China boosts air pollution alert level
Beijing has issued the highest pollution alert for the year with smog levels on Monday rapidly crossing readings way above the hazardous mark.
Alarming levels of pollution are being recorded even as a recent government report has said that impact of climate change in China is worse than experienced globally.
Temperatures in China, for example, are rising faster than the global average, it said.
The report is expected to be tabled in Paris at UN climate change conference.
The smog situation, meanwhile, worsened across large swathes of northern China, forcing authorities in many regions to upgrade its pollution alert code from ‘yellow’ to ‘orange’, the second highest in the category before ‘red’.
“Smog will continue in most parts of north China on Tuesday and Wednesday, the National Meteorological Center (NMC) forecast. Serious pollution, along with smog, hit Beijing, Tianjin, Hebei, Shandong, Shanxi and Henan on Sunday and Monday,” state media said in a report.
The state-run Global Times newspaper reported that under an orange alert, apart from the suspension of production at industrial plants, construction sites are also required to halt the transportation of materials and waste, and heavy-duty trucks are banned from the roads.
Many schools in Beijing temporarily suspended outdoor activities for students; if the pollution increases Tuesday, it is likely that schools will be shut for the day.
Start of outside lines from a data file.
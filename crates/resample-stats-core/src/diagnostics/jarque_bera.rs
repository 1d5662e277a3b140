//! Jarque-Bera test for normality of regression residuals
//!
//! Checks whether residual skewness and excess kurtosis are consistent with
//! normally distributed errors.

use crate::errors::{StatsError, StatsResult};
use statrs::distribution::{ChiSquared, ContinuousCDF};

/// Result of Jarque-Bera test
#[derive(Debug, Clone)]
pub struct JarqueBeraResult {
    /// JB test statistic
    pub statistic: f64,
    /// p-value from chi-squared(2)
    pub p_value: f64,
    /// Sample skewness
    pub skewness: f64,
    /// Sample kurtosis (excess)
    pub kurtosis: f64,
    /// Number of observations
    pub n: usize,
}

/// Compute the Jarque-Bera statistic, JB = n/6 * (S^2 + K^2/4)
///
/// Non-finite values are ignored.
pub fn jarque_bera(data: &[f64]) -> StatsResult<JarqueBeraResult> {
    let clean: Vec<f64> = data.iter().copied().filter(|x| x.is_finite()).collect();
    let n = clean.len();

    if n < 3 {
        return Err(StatsError::InsufficientDataMsg(
            "Jarque-Bera test requires at least 3 observations".into(),
        ));
    }

    let mean = clean.iter().sum::<f64>() / n as f64;
    let (m2, m3, m4) = clean.iter().fold((0.0, 0.0, 0.0), |(m2, m3, m4), &x| {
        let d = x - mean;
        let d2 = d * d;
        (m2 + d2, m3 + d2 * d, m4 + d2 * d2)
    });
    let (m2, m3, m4) = (m2 / n as f64, m3 / n as f64, m4 / n as f64);

    if m2 <= 0.0 {
        return Err(StatsError::InvalidInput("Data has zero variance".into()));
    }

    let skewness = m3 / m2.powf(1.5);
    let kurtosis = m4 / (m2 * m2) - 3.0;
    let statistic = (n as f64 / 6.0) * (skewness * skewness + kurtosis * kurtosis / 4.0);

    let p_value = ChiSquared::new(2.0)
        .map_err(|e| StatsError::InvalidInput(format!("chi-square distribution: {}", e)))?
        .sf(statistic);

    Ok(JarqueBeraResult {
        statistic,
        p_value,
        skewness,
        kurtosis,
        n,
    })
}

#[cfg(test)]
mod tests {
    use super::*;

    #[test]
    fn test_symmetric_residuals() {
        let data: Vec<f64> = vec![
            -1.0, -0.5, 0.0, 0.5, 1.0, -0.8, -0.3, 0.2, 0.7, 1.2, -1.2, -0.7, -0.2, 0.3, 0.8, -0.9,
            -0.4, 0.1, 0.6, 1.1,
        ];

        let result = jarque_bera(&data).unwrap();
        assert!(result.statistic >= 0.0);
        assert!(result.p_value > 0.05);
        // chi-squared(2) survival function is exp(-x/2)
        assert!((result.p_value - (-result.statistic / 2.0).exp()).abs() < 1e-10);
    }

    #[test]
    fn test_skewed_residuals() {
        let data: Vec<f64> = vec![
            1.0, 1.1, 1.2, 1.3, 1.4, 1.5, 1.6, 1.7, 1.8, 1.9, 2.0, 2.5, 3.0, 4.0, 5.0, 10.0, 20.0,
            50.0,
        ];

        let result = jarque_bera(&data).unwrap();
        assert!(result.skewness > 1.0);
        assert!(result.p_value < 0.01);
    }

    #[test]
    fn test_insufficient_data() {
        assert!(jarque_bera(&[1.0, 2.0]).is_err());
        assert!(jarque_bera(&[2.0, 2.0, 2.0]).is_err());
    }

    #[test]
    fn test_ignores_nan() {
        let data = vec![1.0, f64::NAN, 2.0, 3.0, f64::NAN, 4.0, 5.0];
        let result = jarque_bera(&data).unwrap();
        assert_eq!(result.n, 5);
    }
}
According to pollution readings by the US embassy in Beijing, PM2.5 particles, considered extremely hazardous, exceeded the 600-mark.
Official government figures for PM2.5 stopped at the 500mark.
Meanwhile, the government report on climate change in China issued by the Ministry of Science and Technology (MST) has said that annual average temperature in China increased by the 0.9-1.5 degree centigrade since 1909, terming the increase more than the global average.